(Your task)
For each line in the data below that holds "process", return a copy.

-- Source material follows --

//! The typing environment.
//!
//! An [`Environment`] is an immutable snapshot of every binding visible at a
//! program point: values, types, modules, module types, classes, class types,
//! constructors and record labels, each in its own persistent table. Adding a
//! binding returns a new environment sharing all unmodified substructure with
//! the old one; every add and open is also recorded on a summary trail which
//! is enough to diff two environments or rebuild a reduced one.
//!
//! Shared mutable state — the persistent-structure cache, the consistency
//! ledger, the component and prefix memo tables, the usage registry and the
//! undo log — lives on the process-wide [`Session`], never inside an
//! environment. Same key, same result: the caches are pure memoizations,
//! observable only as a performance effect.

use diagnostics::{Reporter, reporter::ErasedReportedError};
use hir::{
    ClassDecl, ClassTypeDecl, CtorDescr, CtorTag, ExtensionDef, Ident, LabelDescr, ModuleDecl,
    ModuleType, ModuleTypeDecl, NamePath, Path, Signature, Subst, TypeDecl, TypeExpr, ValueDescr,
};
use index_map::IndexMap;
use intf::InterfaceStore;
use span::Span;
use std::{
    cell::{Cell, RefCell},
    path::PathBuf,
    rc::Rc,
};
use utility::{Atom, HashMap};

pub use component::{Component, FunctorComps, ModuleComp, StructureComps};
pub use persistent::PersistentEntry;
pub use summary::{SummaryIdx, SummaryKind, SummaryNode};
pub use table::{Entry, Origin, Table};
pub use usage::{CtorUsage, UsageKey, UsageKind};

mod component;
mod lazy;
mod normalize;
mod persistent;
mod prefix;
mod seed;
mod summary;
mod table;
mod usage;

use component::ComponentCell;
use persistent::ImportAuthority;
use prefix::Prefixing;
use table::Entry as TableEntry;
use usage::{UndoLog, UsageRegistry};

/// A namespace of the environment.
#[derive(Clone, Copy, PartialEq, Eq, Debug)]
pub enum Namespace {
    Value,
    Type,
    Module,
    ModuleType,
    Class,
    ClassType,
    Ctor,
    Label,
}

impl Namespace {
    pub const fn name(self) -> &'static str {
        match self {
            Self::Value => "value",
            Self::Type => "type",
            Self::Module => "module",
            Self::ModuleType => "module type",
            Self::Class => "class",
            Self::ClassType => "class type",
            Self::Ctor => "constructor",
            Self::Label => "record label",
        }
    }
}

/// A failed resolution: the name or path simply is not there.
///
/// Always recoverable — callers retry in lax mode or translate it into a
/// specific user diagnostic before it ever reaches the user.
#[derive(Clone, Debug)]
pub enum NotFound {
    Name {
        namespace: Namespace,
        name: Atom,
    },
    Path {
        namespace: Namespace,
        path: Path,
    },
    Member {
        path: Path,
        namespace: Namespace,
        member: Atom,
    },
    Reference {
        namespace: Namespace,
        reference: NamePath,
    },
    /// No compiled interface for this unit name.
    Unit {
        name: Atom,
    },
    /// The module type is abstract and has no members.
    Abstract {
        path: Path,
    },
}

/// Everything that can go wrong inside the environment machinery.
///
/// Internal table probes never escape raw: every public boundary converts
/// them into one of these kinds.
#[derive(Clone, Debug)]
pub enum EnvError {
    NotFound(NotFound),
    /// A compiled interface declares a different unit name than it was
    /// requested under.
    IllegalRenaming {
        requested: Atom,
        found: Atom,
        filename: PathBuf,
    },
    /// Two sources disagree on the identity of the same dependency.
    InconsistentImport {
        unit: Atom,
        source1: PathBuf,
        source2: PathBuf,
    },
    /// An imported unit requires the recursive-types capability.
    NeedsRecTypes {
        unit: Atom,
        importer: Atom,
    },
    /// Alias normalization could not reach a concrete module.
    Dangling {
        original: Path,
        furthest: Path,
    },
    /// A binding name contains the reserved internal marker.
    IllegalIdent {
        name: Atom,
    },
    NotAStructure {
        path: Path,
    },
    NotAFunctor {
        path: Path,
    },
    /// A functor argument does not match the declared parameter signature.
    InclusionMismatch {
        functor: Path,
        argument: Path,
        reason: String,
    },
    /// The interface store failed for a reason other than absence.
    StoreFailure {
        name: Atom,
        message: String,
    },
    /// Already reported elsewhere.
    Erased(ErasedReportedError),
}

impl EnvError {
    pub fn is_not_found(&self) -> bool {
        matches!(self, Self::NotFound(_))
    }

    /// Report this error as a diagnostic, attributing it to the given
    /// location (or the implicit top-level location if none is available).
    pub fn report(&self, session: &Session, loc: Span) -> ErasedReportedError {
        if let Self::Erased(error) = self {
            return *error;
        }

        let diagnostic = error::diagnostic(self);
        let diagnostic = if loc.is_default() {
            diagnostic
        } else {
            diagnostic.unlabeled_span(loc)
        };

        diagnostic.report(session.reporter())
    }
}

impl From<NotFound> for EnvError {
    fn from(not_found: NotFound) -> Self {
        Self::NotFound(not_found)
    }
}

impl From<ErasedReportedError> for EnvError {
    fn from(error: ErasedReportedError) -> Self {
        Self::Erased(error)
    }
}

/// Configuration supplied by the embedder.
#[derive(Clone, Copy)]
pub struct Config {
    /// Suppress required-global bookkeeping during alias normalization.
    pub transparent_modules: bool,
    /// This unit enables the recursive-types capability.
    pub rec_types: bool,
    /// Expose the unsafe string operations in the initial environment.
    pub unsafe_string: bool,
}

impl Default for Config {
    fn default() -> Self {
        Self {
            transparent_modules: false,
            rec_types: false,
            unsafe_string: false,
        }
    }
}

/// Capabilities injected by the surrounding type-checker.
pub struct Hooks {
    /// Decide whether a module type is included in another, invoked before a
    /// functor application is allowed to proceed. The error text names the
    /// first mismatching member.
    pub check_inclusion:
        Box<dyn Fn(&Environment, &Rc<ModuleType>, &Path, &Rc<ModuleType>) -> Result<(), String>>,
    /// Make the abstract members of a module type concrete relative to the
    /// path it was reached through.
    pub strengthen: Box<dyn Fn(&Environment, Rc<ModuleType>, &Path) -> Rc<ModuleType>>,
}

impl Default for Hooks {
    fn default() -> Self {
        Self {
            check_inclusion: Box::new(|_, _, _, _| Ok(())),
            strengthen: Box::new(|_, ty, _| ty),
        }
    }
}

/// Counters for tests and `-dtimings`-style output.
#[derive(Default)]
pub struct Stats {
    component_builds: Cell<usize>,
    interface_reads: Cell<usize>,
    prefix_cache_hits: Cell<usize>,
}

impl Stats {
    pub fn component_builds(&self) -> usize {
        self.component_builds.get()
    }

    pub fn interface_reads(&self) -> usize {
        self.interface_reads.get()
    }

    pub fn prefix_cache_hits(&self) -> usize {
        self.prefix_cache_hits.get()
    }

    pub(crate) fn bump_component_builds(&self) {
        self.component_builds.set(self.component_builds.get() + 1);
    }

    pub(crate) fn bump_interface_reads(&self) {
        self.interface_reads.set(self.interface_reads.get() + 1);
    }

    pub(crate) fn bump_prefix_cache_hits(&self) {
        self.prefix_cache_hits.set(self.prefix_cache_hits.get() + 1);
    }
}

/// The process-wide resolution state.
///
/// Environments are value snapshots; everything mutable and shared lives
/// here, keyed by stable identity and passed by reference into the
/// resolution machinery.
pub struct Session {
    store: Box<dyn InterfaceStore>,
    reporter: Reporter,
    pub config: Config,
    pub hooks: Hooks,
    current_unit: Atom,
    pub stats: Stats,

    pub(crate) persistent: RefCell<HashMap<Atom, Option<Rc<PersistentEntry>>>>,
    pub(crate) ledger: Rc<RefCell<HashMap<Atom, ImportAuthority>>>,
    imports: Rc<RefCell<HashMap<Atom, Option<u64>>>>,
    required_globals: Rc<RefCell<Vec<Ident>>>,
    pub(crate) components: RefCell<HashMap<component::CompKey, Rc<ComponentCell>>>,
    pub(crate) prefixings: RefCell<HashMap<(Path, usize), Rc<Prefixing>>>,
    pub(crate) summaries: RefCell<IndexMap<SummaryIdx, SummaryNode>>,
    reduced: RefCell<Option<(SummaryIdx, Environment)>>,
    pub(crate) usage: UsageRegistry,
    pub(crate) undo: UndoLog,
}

-- Source material concluded --

(Solution)
//! undo log — lives on the process-wide [`Session`], never inside an
/// The process-wide resolution state.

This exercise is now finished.